Reviewed by: Mok Kwai Yeng October 05, 2005

Rating: four-point-five

THE STORY

MONA LISA SMILE is about a bohemian Californian art history professor, Katherine Watson, who leaves the sunny, progressive shores of California's Oakland State to teach at one of the most prestigious - and tight-ass conservative - women's college in America: Wellesley.

She arrives for the academic year of 1953 with high hopes of introducing her beloved modern art to her students, but to her dismay, she finds that Wellesley, which boasts an enrollment list of the finest young women in America, lacks nothing - except a free and open mind. Every woman in her art history class has memorized the syllabus or so it seems, until a determined Watson decides to shake up their preconceived notions of what makes art good.

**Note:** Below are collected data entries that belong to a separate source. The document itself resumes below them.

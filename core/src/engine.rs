use crate::error::LoadError;
use crate::index::{DocId, Field, SearchIndex, StoredDoc};
use crate::persist::load_snapshot;
use crate::search::{execute, SearchOptions, SearchResponse};
use crate::snapshot::{validate_ids, Document};
use serde::Serialize;
use std::path::PathBuf;
use std::sync::atomic::{AtomicBool, Ordering};
use std::sync::{Arc, OnceLock};

/// Where the engine gets its documents from on first use.
#[derive(Debug, Clone)]
pub enum SnapshotSource {
    /// A snapshot file written by the indexer
    File(PathBuf),
    /// Documents handed over directly, ids already assigned
    Documents(Vec<Document>),
}

#[derive(Debug, Clone, Copy, PartialEq, Eq, Serialize)]
#[serde(rename_all = "lowercase")]
pub enum EngineStatus {
    Unloaded,
    Loading,
    Ready,
    Failed,
}

type LoadOutcome = Result<Arc<SearchIndex>, LoadError>;

/// Process-scoped query engine.
///
/// The searchable structure is built by the first call to [`QueryEngine::load`]
/// (directly or through [`QueryEngine::search`]) and lives until the engine is
/// dropped. Only one caller builds; concurrent first callers block until the
/// outcome is set and then share it. After that, reads are lock-free. A failed
/// load is terminal and is returned to every later caller.
pub struct QueryEngine {
    source: SnapshotSource,
    outcome: OnceLock<LoadOutcome>,
    loading: AtomicBool,
}

impl QueryEngine {
    pub fn new(source: SnapshotSource) -> Self {
        Self { source, outcome: OnceLock::new(), loading: AtomicBool::new(false) }
    }

    pub fn from_file(path: impl Into<PathBuf>) -> Self {
        Self::new(SnapshotSource::File(path.into()))
    }

    pub fn from_documents(documents: Vec<Document>) -> Self {
        Self::new(SnapshotSource::Documents(documents))
    }

    /// Build the searchable structure if needed. Idempotent.
    pub fn load(&self) -> Result<Arc<SearchIndex>, LoadError> {
        self.outcome
            .get_or_init(|| {
                self.loading.store(true, Ordering::Release);
                let outcome = self.materialize().map(Arc::new);
                if let Err(err) = &outcome {
                    tracing::error!(error = %err, "failed to load documentation index");
                }
                self.loading.store(false, Ordering::Release);
                outcome
            })
            .clone()
    }

    fn materialize(&self) -> Result<SearchIndex, LoadError> {
        match &self.source {
            SnapshotSource::File(path) => {
                let snapshot = load_snapshot(path)?;
                let index = SearchIndex::build(&snapshot.documents);
                tracing::info!(
                    documents = snapshot.document_count,
                    terms = index.num_terms(Field::SearchText),
                    version = %snapshot.version,
                    build_date = %snapshot.build_date,
                    path = %path.display(),
                    "loaded documentation index"
                );
                Ok(index)
            }
            SnapshotSource::Documents(documents) => {
                validate_ids(documents)?;
                let index = SearchIndex::build(documents);
                tracing::info!(documents = documents.len(), "indexed documents");
                Ok(index)
            }
        }
    }

    /// Search the corpus, loading it first if this is the first use.
    pub fn search(&self, query: &str, options: &SearchOptions) -> Result<SearchResponse, LoadError> {
        let index = self.load()?;
        Ok(execute(&index, query, options))
    }

    /// Stored fields of one document, by id.
    pub fn document(&self, id: DocId) -> Result<Option<StoredDoc>, LoadError> {
        let index = self.load()?;
        Ok(index.doc(id).cloned())
    }

    pub fn status(&self) -> EngineStatus {
        match self.outcome.get() {
            Some(Ok(_)) => EngineStatus::Ready,
            Some(Err(_)) => EngineStatus::Failed,
            None if self.loading.load(Ordering::Acquire) => EngineStatus::Loading,
            None => EngineStatus::Unloaded,
        }
    }
}

#[cfg(test)]
mod tests {
    use super::*;
    use crate::builder::{build_snapshot, SourceDocument};

    fn documents() -> Vec<Document> {
        build_snapshot(vec![
            SourceDocument::from_markdown("a.md", "# Alpha\nfirst page"),
            SourceDocument::from_markdown("b.md", "# Beta\nsecond page"),
        ])
        .unwrap()
        .documents
    }

    #[test]
    fn lazy_load_on_first_search() {
        let engine = QueryEngine::from_documents(documents());
        assert_eq!(engine.status(), EngineStatus::Unloaded);
        let resp = engine.search("beta", &SearchOptions::default()).unwrap();
        assert_eq!(resp.results[0].path, "b.md");
        assert_eq!(engine.status(), EngineStatus::Ready);
    }

    #[test]
    fn load_is_idempotent() {
        let engine = QueryEngine::from_documents(documents());
        let first = engine.load().unwrap();
        let second = engine.load().unwrap();
        assert!(Arc::ptr_eq(&first, &second));
    }

    #[test]
    fn failure_is_cached() {
        let dir = tempfile::tempdir().unwrap();
        let path = dir.path().join("docs-index.json");
        let engine = QueryEngine::from_file(&path);
        let err = engine.search("x", &SearchOptions::default()).unwrap_err();
        assert!(err.is_missing());
        assert_eq!(engine.status(), EngineStatus::Failed);

        // Creating the file afterwards does not revive this engine.
        let snap = build_snapshot(vec![SourceDocument::from_markdown("a.md", "# A")]).unwrap();
        std::fs::write(&path, serde_json::to_string(&snap).unwrap()).unwrap();
        assert_eq!(engine.load().unwrap_err(), err);
    }

    #[test]
    fn rejects_non_dense_documents() {
        let mut docs = documents();
        docs[1].id = 5;
        let engine = QueryEngine::from_documents(docs);
        assert!(matches!(engine.load(), Err(LoadError::Invalid { .. })));
    }

    #[test]
    fn document_lookup() {
        let engine = QueryEngine::from_documents(documents());
        assert_eq!(engine.document(0).unwrap().unwrap().title, "Alpha");
        assert!(engine.document(9).unwrap().is_none());
    }

    #[test]
    fn concurrent_first_calls_share_one_index() {
        let engine = Arc::new(QueryEngine::from_documents(documents()));
        let handles: Vec<_> = (0..8)
            .map(|_| {
                let engine = Arc::clone(&engine);
                std::thread::spawn(move || engine.load().unwrap())
            })
            .collect();
        let indexes: Vec<Arc<SearchIndex>> = handles.into_iter().map(|h| h.join().unwrap()).collect();
        assert!(indexes.windows(2).all(|w| Arc::ptr_eq(&w[0], &w[1])));
    }

    #[test]
    fn ready_status_is_stable_under_concurrent_queries() {
        let engine = Arc::new(QueryEngine::from_documents(documents()));
        engine.load().unwrap();
        let stop = Arc::new(AtomicBool::new(false));
        let workers: Vec<_> = (0..4)
            .map(|_| {
                let engine = Arc::clone(&engine);
                let stop = Arc::clone(&stop);
                std::thread::spawn(move || {
                    while !stop.load(Ordering::Relaxed) {
                        engine.search("page", &SearchOptions::default()).unwrap();
                    }
                })
            })
            .collect();
        let not_ready = (0..10_000).filter(|_| engine.status() != EngineStatus::Ready).count();
        stop.store(true, Ordering::Relaxed);
        for w in workers {
            w.join().unwrap();
        }
        assert_eq!(not_ready, 0);
    }
}
use ndarray::Array2;

/// Divide the Si signal by the total-ion signal, cell by cell.
///
/// Both arrays come out of the converter, so the reference holds no zeros
/// and they share one shape.
pub fn normalize(primary: &Array2<f64>, reference: &Array2<f64>) -> Array2<f64> {
    debug_assert_eq!(primary.dim(), reference.dim());
    primary / reference
}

Watson runs into conflict with the board of alumni, to whom it is inconceivable that Picasso could ever be as important as Michelangelo, and they tell her so. Unfazed, Watson sticks to her guns, only to find out the consequences of not conforming: Amanda Armstrong, the school nurse, gets terminated for "promoting sexual promiscuity" simply by giving a student contraception.

Despite her frustration, Watson finds a few curious and bright minds among her students, chief among them Joan Brandwyn and Elizabeth Warren - the former open and inquisitive; the latter viciously critical of what she thinks are Watson's "subversive ways"

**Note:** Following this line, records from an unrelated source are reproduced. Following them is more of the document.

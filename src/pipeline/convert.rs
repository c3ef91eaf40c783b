use ndarray::{Array1, Array2};

use super::error::{PipelineError, PipelineResult};

// ---------------------------------------------------------------------------
// Raw form input
// ---------------------------------------------------------------------------

/// The five scalars of the conversion form, exactly as typed.
#[derive(Debug, Clone, PartialEq)]
pub struct ConversionInput {
    pub x_size_mm: String,
    pub y_size_mm: String,
    pub counts_per_pixel_si: String,
    pub counts_per_pixel_total: String,
    pub pixels_per_raster: String,
}

/// Parsed conversion scalars. All values are finite, the lengths are not
/// negative and the raster factor is positive.
#[derive(Debug, Clone, Copy, PartialEq)]
pub struct ConversionFactors {
    pub x_size_mm: f64,
    pub y_size_mm: f64,
    pub counts_per_pixel_si: f64,
    pub counts_per_pixel_total: f64,
    pub pixels_per_raster: f64,
}

fn parse_finite(text: &str, field: &'static str) -> PipelineResult<f64> {
    text.trim()
        .parse::<f64>()
        .ok()
        .filter(|v| v.is_finite())
        .ok_or(PipelineError::NonNumericInput { field })
}

/// Field length in mm. Negative lengths would run the axis backwards.
fn parse_length(text: &str, field: &'static str) -> PipelineResult<f64> {
    let value = parse_finite(text, field)?;
    if value < 0.0 {
        return Err(PipelineError::InputOutOfRange {
            field,
            expected: "zero or positive",
        });
    }
    Ok(value)
}

/// The raster factor divides the counts again for the preview.
fn parse_raster(text: &str, field: &'static str) -> PipelineResult<f64> {
    let value = parse_finite(text, field)?;
    if value <= 0.0 {
        return Err(PipelineError::InputOutOfRange {
            field,
            expected: "positive",
        });
    }
    Ok(value)
}

impl ConversionInput {
    /// Parse every field; the first one that fails is reported.
    pub fn parse(&self) -> PipelineResult<ConversionFactors> {
        Ok(ConversionFactors {
            x_size_mm: parse_length(&self.x_size_mm, "X size")?,
            y_size_mm: parse_length(&self.y_size_mm, "Y size")?,
            counts_per_pixel_si: parse_finite(&self.counts_per_pixel_si, "Counts/pixel (Si)")?,
            counts_per_pixel_total: parse_finite(
                &self.counts_per_pixel_total,
                "Counts/pixel (total)",
            )?,
            pixels_per_raster: parse_raster(&self.pixels_per_raster, "Pixel/raster factor")?,
        })
    }
}

// ---------------------------------------------------------------------------
// Axes
// ---------------------------------------------------------------------------

/// `n` evenly spaced samples over `[0, length]`, both ends included.
///
/// A single sample sits at 0.
pub fn physical_axis(length: f64, n: usize) -> Array1<f64> {
    match n {
        0 => Array1::zeros(0),
        1 => Array1::zeros(1),
        _ => Array1::linspace(0.0, length, n),
    }
}

/// Pixel-index axis `0, 1, .., n - 1`.
pub fn pixel_axis(n: usize) -> Array1<f64> {
    Array1::from_iter((0..n).map(|i| i as f64))
}

/// Coordinate grids of shape (H, W) built from an X axis of length W and a
/// Y axis of length H.
#[derive(Debug, Clone, PartialEq)]
pub struct MeshGrid {
    pub x: Array2<f64>,
    pub y: Array2<f64>,
}

impl MeshGrid {
    pub fn new(x_axis: &Array1<f64>, y_axis: &Array1<f64>) -> Self {
        let shape = (y_axis.len(), x_axis.len());
        Self {
            x: Array2::from_shape_fn(shape, |(_, c)| x_axis[c]),
            y: Array2::from_shape_fn(shape, |(r, _)| y_axis[r]),
        }
    }

    /// Pixel-space grid for an (H, W) array.
    pub fn pixels(dim: (usize, usize)) -> Self {
        Self::new(&pixel_axis(dim.1), &pixel_axis(dim.0))
    }
}

// ---------------------------------------------------------------------------
// Signal conversion
// ---------------------------------------------------------------------------

/// Values substituted for zero counts before any division or logarithm.
#[derive(Debug, Clone, Copy, PartialEq)]
pub struct ZeroSentinels {
    pub primary: f64,
    pub reference: f64,
}

impl Default for ZeroSentinels {
    fn default() -> Self {
        Self {
            primary: 1.0,
            reference: 1000.0,
        }
    }
}

/// Result of a successful conversion. All arrays share one (H, W) shape.
#[derive(Debug, Clone, PartialEq)]
pub struct Conversion {
    pub factors: ConversionFactors,
    pub mesh: MeshGrid,
    /// Si signal in counts, zeros already replaced.
    pub primary: Array2<f64>,
    /// Total-ion signal in counts, zeros already replaced.
    pub reference: Array2<f64>,
}

impl Conversion {
    /// Si counts per pixel, i.e. without the raster factor.
    pub fn primary_per_pixel(&self) -> Array2<f64> {
        let raster = self.factors.pixels_per_raster;
        self.primary.mapv(|v| v / raster)
    }
}

/// `intensity * counts_per_pixel * raster`, with exact zeros replaced by
/// `sentinel`.
pub fn to_counts(
    intensity: &Array2<f64>,
    counts_per_pixel: f64,
    raster: f64,
    sentinel: f64,
) -> Array2<f64> {
    intensity.mapv(|v| {
        let counts = v * counts_per_pixel * raster;
        if counts == 0.0 {
            sentinel
        } else {
            counts
        }
    })
}

/// Convert the Si (possibly smoothed) and total-ion arrays to counts on a
/// millimetre grid.
pub fn convert(
    primary: &Array2<f64>,
    reference: &Array2<f64>,
    factors: ConversionFactors,
    sentinels: ZeroSentinels,
) -> PipelineResult<Conversion> {
    if primary.dim() != reference.dim() {
        let (si_height, si_width) = primary.dim();
        let (total_height, total_width) = reference.dim();
        return Err(PipelineError::ShapeMismatch {
            si_width,
            si_height,
            total_width,
            total_height,
        });
    }

    let (rows, cols) = primary.dim();
    let x_axis = physical_axis(factors.x_size_mm, cols);
    let y_axis = physical_axis(factors.y_size_mm, rows);
    let mesh = MeshGrid::new(&x_axis, &y_axis);

    let reference = to_counts(
        reference,
        factors.counts_per_pixel_total,
        factors.pixels_per_raster,
        sentinels.reference,
    );
    let primary = to_counts(
        primary,
        factors.counts_per_pixel_si,
        factors.pixels_per_raster,
        sentinels.primary,
    );

    Ok(Conversion {
        factors,
        mesh,
        primary,
        reference,
    })
}

#[cfg(test)]
mod tests {
    use super::*;
    use approx::assert_relative_eq;
    use ndarray::array;

    fn input(x: &str, y: &str, c1: &str, c2: &str, r: &str) -> ConversionInput {
        ConversionInput {
            x_size_mm: x.into(),
            y_size_mm: y.into(),
            counts_per_pixel_si: c1.into(),
            counts_per_pixel_total: c2.into(),
            pixels_per_raster: r.into(),
        }
    }

    fn unit_factors() -> ConversionFactors {
        input("1", "1", "1", "1", "1").parse().unwrap()
    }

    #[test]
    fn parses_trimmed_numbers() {
        let f = input(" 2.5", "3 ", "0.13", "31.4", "16834").parse().unwrap();
        assert_eq!(f.x_size_mm, 2.5);
        assert_eq!(f.y_size_mm, 3.0);
        assert_eq!(f.pixels_per_raster, 16834.0);
    }

    #[test]
    fn reports_first_non_numeric_field() {
        let err = input("1", "abc", "x", "1", "1").parse().unwrap_err();
        assert_eq!(err, PipelineError::NonNumericInput { field: "Y size" });

        let err = input("1", "1", "1", "1", "").parse().unwrap_err();
        assert_eq!(
            err,
            PipelineError::NonNumericInput {
                field: "Pixel/raster factor"
            }
        );
    }

    #[test]
    fn rejects_non_finite() {
        for bad in ["inf", "-inf", "NaN"] {
            assert!(input(bad, "1", "1", "1", "1").parse().is_err());
        }
    }

    #[test]
    fn negative_lengths_are_rejected() {
        let err = input("-2", "1", "1", "1", "1").parse().unwrap_err();
        assert_eq!(
            err,
            PipelineError::InputOutOfRange {
                field: "X size",
                expected: "zero or positive"
            }
        );
        let err = input("1", "-0.5", "1", "1", "1").parse().unwrap_err();
        assert!(matches!(err, PipelineError::InputOutOfRange { field: "Y size", .. }));

        // A zero-length field is allowed and collapses the axis onto 0.
        let f = input("0", "0", "1", "1", "1").parse().unwrap();
        assert_eq!((f.x_size_mm, f.y_size_mm), (0.0, 0.0));
    }

    #[test]
    fn axes_from_parsed_lengths_never_decrease() {
        let factors = input("2", "3", "1", "1", "1").parse().unwrap();
        let conv = convert(
            &Array2::zeros((4, 3)),
            &Array2::zeros((4, 3)),
            factors,
            ZeroSentinels::default(),
        )
        .unwrap();
        for row in conv.mesh.x.rows() {
            assert!(row.windows(2).into_iter().all(|w| w[0] <= w[1]));
        }
        for col in conv.mesh.y.columns() {
            assert!(col.windows(2).into_iter().all(|w| w[0] <= w[1]));
        }
        assert_eq!(conv.mesh.x[[0, 2]], 2.0);
        assert_eq!(conv.mesh.y[[3, 0]], 3.0);
    }

    #[test]
    fn raster_factor_must_be_positive() {
        for bad in ["0", "-16834"] {
            let err = input("1", "1", "1", "1", bad).parse().unwrap_err();
            assert_eq!(
                err,
                PipelineError::InputOutOfRange {
                    field: "Pixel/raster factor",
                    expected: "positive"
                }
            );
        }
    }

    #[test]
    fn axis_spans_zero_to_length() {
        let axis = physical_axis(1.0, 4);
        assert_eq!(axis.len(), 4);
        assert_relative_eq!(axis[0], 0.0);
        assert_relative_eq!(axis[1], 1.0 / 3.0, epsilon = 1e-12);
        assert_relative_eq!(axis[3], 1.0);
        assert!(axis.windows(2).into_iter().all(|w| w[0] <= w[1]));

        assert_eq!(physical_axis(5.0, 1), array![0.0]);
    }

    #[test]
    fn mesh_has_row_col_layout() {
        let mesh = MeshGrid::new(&array![0.0, 1.0, 2.0], &array![10.0, 20.0]);
        assert_eq!(mesh.x.dim(), (2, 3));
        assert_eq!(mesh.x, array![[0.0, 1.0, 2.0], [0.0, 1.0, 2.0]]);
        assert_eq!(mesh.y, array![[10.0, 10.0, 10.0], [20.0, 20.0, 20.0]]);
    }

    #[test]
    fn zeros_are_replaced_by_sentinels() {
        let primary = array![[0.0, 3.0], [5.0, 0.0]];
        let reference = array![[0.0, 0.0], [7.0, 1.0]];
        let conv = convert(&primary, &reference, unit_factors(), ZeroSentinels::default()).unwrap();

        assert_eq!(conv.primary, array![[1.0, 3.0], [5.0, 1.0]]);
        assert_eq!(conv.reference, array![[1000.0, 1000.0], [7.0, 1.0]]);
    }

    #[test]
    fn zero_factor_turns_everything_into_sentinels() {
        let primary = array![[10.0, 20.0]];
        let mut factors = unit_factors();
        factors.counts_per_pixel_si = 0.0;
        let conv = convert(&primary, &primary, factors, ZeroSentinels::default()).unwrap();
        assert_eq!(conv.primary, array![[1.0, 1.0]]);
    }

    #[test]
    fn custom_sentinels_are_used() {
        let zeros = Array2::<f64>::zeros((2, 2));
        let sentinels = ZeroSentinels {
            primary: 2.0,
            reference: 50.0,
        };
        let conv = convert(&zeros, &zeros, unit_factors(), sentinels).unwrap();
        assert!(conv.primary.iter().all(|&v| v == 2.0));
        assert!(conv.reference.iter().all(|&v| v == 50.0));
    }

    #[test]
    fn full_scale_with_unit_factors_is_exact() {
        let full = Array2::from_elem((3, 3), 255.0);
        let conv = convert(&full, &full, unit_factors(), ZeroSentinels::default()).unwrap();
        assert!(conv.primary.iter().all(|&v| v == 255.0));
        assert!(conv.reference.iter().all(|&v| v == 255.0));
    }

    #[test]
    fn factors_multiply_and_per_pixel_view_removes_raster() {
        let primary = array![[2.0]];
        let reference = array![[3.0]];
        let factors = input("1", "1", "0.5", "4", "100").parse().unwrap();
        let conv = convert(&primary, &reference, factors, ZeroSentinels::default()).unwrap();

        assert_relative_eq!(conv.primary[[0, 0]], 100.0);
        assert_relative_eq!(conv.reference[[0, 0]], 1200.0);
        assert_relative_eq!(conv.primary_per_pixel()[[0, 0]], 1.0);
    }

    #[test]
    fn mismatched_shapes_are_rejected() {
        let primary = Array2::<f64>::zeros((2, 3));
        let reference = Array2::<f64>::zeros((3, 3));
        let err = convert(&primary, &reference, unit_factors(), ZeroSentinels::default())
            .unwrap_err();
        assert!(matches!(err, PipelineError::ShapeMismatch { si_width: 3, si_height: 2, .. }));
    }
}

Watson yearns to show her girls that for them, life could be so much more than the marriage and family path they have been ingrained to follow one way or another. Yet sadly, she finds tradition has too strong a hold and knows her tenure at Wellesley could only last for one year, not because of the girls, but because she has to stay true to herself.


THE PEOPLE

The film features an all-star cast of America's finest actresses - surely reason enough to watch it if for nothing else. Julia Roberts heads the A-list as the likeable sincere bohemian Katherine Watson; Julia Stiles of teen-movie ilk shines as Joan Brandwyn in her period debut; Kirsten Dunst makes you hate - yet cry - for her torn-apart Elizabeth Warren.

One underrated performance comes from Maggie Gyllenhaal (sister to a certain Jake), who portrays her black-sheep character - the sensual, "everything-is-erotic" Giselle Levy - with laudable sensitivity and touching tenderness.

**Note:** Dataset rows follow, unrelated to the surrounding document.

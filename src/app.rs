use eframe::egui;

use crate::config::PipelineConfig;
use crate::state::AppState;
use crate::ui::{panels, plot};

// ---------------------------------------------------------------------------
// eframe App implementation
// ---------------------------------------------------------------------------

pub struct ThicknessMapperApp {
    pub state: AppState,
}

impl ThicknessMapperApp {
    pub fn new(config: PipelineConfig) -> Self {
        Self {
            state: AppState::new(config),
        }
    }
}

impl eframe::App for ThicknessMapperApp {
    fn update(&mut self, ctx: &egui::Context, _frame: &mut eframe::Frame) {
        // ---- Top panel: menu bar ----
        egui::TopBottomPanel::top("top_bar").show(ctx, |ui| {
            panels::top_bar(ui, &mut self.state);
        });

        // ---- Left side panel: load / convert / calibrate ----
        egui::SidePanel::left("control_panel")
            .default_width(460.0)
            .resizable(true)
            .show(ctx, |ui| {
                panels::side_panel(ui, &mut self.state);
            });

        // ---- Central panel: surface ----
        egui::CentralPanel::default().show(ctx, |ui| {
            plot::surface_plot(ui, &mut self.state);
        });

        panels::help_window(ctx, &mut self.state);
    }
}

Dominic West has a small but visible role as Watson's fleeting love interest, Italian professor Bill Dunbar, as does Juliet Stevenson who plays dismissed school nurse Amanda Armstrong with understanding and flair.

THE REVIEW

MONA LISA SMILE portrays accurately the changing moral atmosphere of the fifties, when a post-war America struggles to liberalise, yet certain segments still cling on to outdated notions of gender roles. You can sense the liberal Watson's frustration and helplessness at tradition's stronghold on Wellesley and empathise with her efforts to introduce independent thinking to a group of girls who have always left it to parents and then husbands.

The film has authentic 50s garb which looks somewhat odd on actresses we always see in the height of hip, but no less refreshing with their talent for wearing them well. (Although you think, "Gee, is that what my grandma wore?")

TO WATCH OR NOT TO WATCH

It is well worth the cost of the DVD or VCD - and your time - to sit down to a solid, warm performance from some of the best actresses in the industry.

MONA LISA SMILE, much like a good wine, slides down smooth and warm. It is, in essence, a thinking girl's chick flick, and we have too few of it. Watch it to see, too, how one woman can have a profound influence over her students and become unforgettable in just one year at Wellesley.